Stored data
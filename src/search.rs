use levenshtein::levenshtein;

/// Highest share of the query that may be edited for a field to match.
pub const THRESHOLD: f64 = 0.3;

/// Stand-in for a perfect score so that it still weighs in a product.
const EPSILON: f64 = 0.001;

/// Queries are cut to this many characters before matching.
pub const MAX_QUERY_CHARS: usize = 32;

#[derive(Debug, Clone, Copy, PartialEq)]
pub struct Hit {
    /// Position of the record in the order it was added.
    pub position: usize,

    /// Lower is better.
    pub score: f64,
}

#[derive(Debug, Default)]
pub struct Index {
    records: Vec<Vec<Field>>,
}

impl Index {
    pub fn new() -> Self {
        Index {
            records: Vec::new(),
        }
    }

    /// Index one record given the text of each of its searchable fields.
    /// Records are reported by the order they were added in.
    pub fn add_record(&mut self, fields: &[&str]) {
        let fields = fields
            .iter()
            .filter_map(|text| Field::new(text))
            .collect();
        self.records.push(fields);
    }

    /// Find every record with a field close enough to the query, best first.
    ///
    /// A field matches when some part of it is within `THRESHOLD` edits per
    /// query character of the query. Where in the field the match falls has
    /// no bearing on the score. Records with equal scores keep their order.
    /// Only the first `MAX_QUERY_CHARS` characters of the query are used.
    pub fn search(&self, query: &str) -> Vec<Hit> {
        let query: Vec<char> = query
            .trim()
            .to_lowercase()
            .chars()
            .take(MAX_QUERY_CHARS)
            .collect();
        if query.is_empty() {
            return Vec::new();
        }
        let max_edits = (query.len() as f64 * THRESHOLD).floor() as usize;

        let mut hits: Vec<_> = self
            .records
            .iter()
            .enumerate()
            .filter_map(|(position, fields)| {
                let mut score = None;
                for field in fields {
                    let Some(edits) = field.distance(&query, max_edits) else {
                        continue;
                    };
                    let ratio = (edits as f64 / query.len() as f64).max(EPSILON);
                    *score.get_or_insert(1.0) *= ratio.powf(field.norm);
                }
                score.map(|score| Hit { position, score })
            })
            .collect();

        hits.sort_by(|h1, h2| h1.score.total_cmp(&h2.score));
        hits
    }
}

#[derive(Debug)]
struct Field {
    chars: Vec<char>,

    /// Dampens matches in long fields.
    norm: f64,
}

impl Field {
    fn new(text: &str) -> Option<Self> {
        let text = text.trim().to_lowercase();
        let tokens = text.split_whitespace().count();
        if tokens == 0 {
            return None;
        }

        Some(Field {
            chars: text.chars().collect(),
            norm: 1.0 / (tokens as f64).sqrt(),
        })
    }

    /// The fewest edits that turn the query into some substring of the
    /// field, if that is at most `max_edits`.
    fn distance(&self, query: &[char], max_edits: usize) -> Option<usize> {
        let shortest = query.len().saturating_sub(max_edits).max(1);
        let longest = (query.len() + max_edits).min(self.chars.len());
        let query: String = query.iter().collect();

        let mut best = None;
        for width in shortest..=longest {
            for window in self.chars.windows(width) {
                let window: String = window.iter().collect();
                let edits = levenshtein(&query, &window);
                if edits <= max_edits && best.map_or(true, |b| edits < b) {
                    if edits == 0 {
                        return Some(0);
                    }
                    best = Some(edits);
                }
            }
        }

        // A field shorter than every window can still match as a whole.
        if best.is_none() && self.chars.len() < shortest {
            let whole: String = self.chars.iter().collect();
            let edits = levenshtein(&query, &whole);
            if edits <= max_edits {
                best = Some(edits);
            }
        }

        best
    }
}
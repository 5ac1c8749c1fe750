use maud::{html, Markup};

use crate::browser::*;
use crate::data::*;

pub mod components;
pub mod pages;
mod wrappers;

■ WORK REQUIRED:
Please set down each of the entries above exactly as given.

■ REPLY:
filename src/search.rs
use levenshtein::levenshtein;

/// Highest share of the query that may be edited for a field to match.
pub const THRESHOLD: f64 = 0.3;

/// Stand-in for a perfect score so that it still weighs in a product.
const EPSILON: f64 = 0.001;

/// Queries are cut to this many characters before matching.
pub const MAX_QUERY_CHARS: usize = 32;

#[derive(Debug, Clone, Copy, PartialEq)]
pub struct Hit {
    /// Position of the record in the order it was added.
    pub position: usize,

    /// Lower is better.
    pub score: f64,
}

#[derive(Debug, Default)]
pub struct Index {
    records: Vec<Vec<Field>>,
}

impl Index {
    pub fn new() -> Self {
        Index {
            records: Vec::new(),
        }
    }

    /// Index one record given the text of each of its searchable fields.
    /// Records are reported by the order they were added in.
    pub fn add_record(&mut self, fields: &[&str]) {
        let fields = fields
            .iter()
            .filter_map(|text| Field::new(text))
            .collect();
        self.records.push(fields);
    }

    /// Find every record with a field close enough to the query, best first.
    ///
    /// A field matches when some part of it is within `THRESHOLD` edits per
    /// query character of the query. Where in the field the match falls has
    /// no bearing on the score. Records with equal scores keep their order.
    /// Only the first `MAX_QUERY_CHARS` characters of the query are used.
    pub fn search(&self, query: &str) -> Vec<Hit> {
        let query: Vec<char> = query
            .trim()
            .to_lowercase()
            .chars()
            .take(MAX_QUERY_CHARS)
            .collect();
        if query.is_empty() {
            return Vec::new();
        }
        let max_edits = (query.len() as f64 * THRESHOLD).floor() as usize;

        let mut hits: Vec<_> = self
            .records
            .iter()
            .enumerate()
            .filter_map(|(position, fields)| {
                let mut score = None;
                for field in fields {
                    let Some(edits) = field.distance(&query, max_edits) else {
                        continue;
                    };
                    let ratio = (edits as f64 / query.len() as f64).max(EPSILON);
                    *score.get_or_insert(1.0) *= ratio.powf(field.norm);
                }
                score.map(|score| Hit { position, score })
            })
            .collect();

        hits.sort_by(|h1, h2| h1.score.total_cmp(&h2.score));
        hits
    }
}

#[derive(Debug)]
struct Field {
    chars: Vec<char>,

    /// Dampens matches in long fields.
    norm: f64,
}

impl Field {
    fn new(text: &str) -> Option<Self> {
        let text = text.trim().to_lowercase();
        let tokens = text.split_whitespace().count();
        if tokens == 0 {
            return None;
        }

        Some(Field {
            chars: text.chars().collect(),
            norm: 1.0 / (tokens as f64).sqrt(),
        })
    }

    /// The fewest edits that turn the query into some substring of the
    /// field, if that is at most `max_edits`.
    fn distance(&self, query: &[char], max_edits: usize) -> Option<usize> {
        let shortest = query.len().saturating_sub(max_edits).max(1);
        let longest = (query.len() + max_edits).min(self.chars.len());
        let query: String = query.iter().collect();

        let mut best = None;
        for width in shortest..=longest {
            for window in self.chars.windows(width) {
                let window: String = window.iter().collect();
                let edits = levenshtein(&query, &window);
                if edits <= max_edits && best.map_or(true, |b| edits < b) {
                    if edits == 0 {
                        return Some(0);
                    }
                    best = Some(edits);
                }
            }
        }

        // A field shorter than every window can still match as a whole.
        if best.is_none() && self.chars.len() < shortest {
            let whole: String = self.chars.iter().collect();
            let edits = levenshtein(&query, &whole);
            if edits <= max_edits {
                best = Some(edits);
            }
        }

        best
    }
}
repository 5ac1c8749c1fe750
use maud::{html, Markup};

use crate::browser::*;
use crate::data::*;

pub mod components;
pub mod pages;
mod wrappers;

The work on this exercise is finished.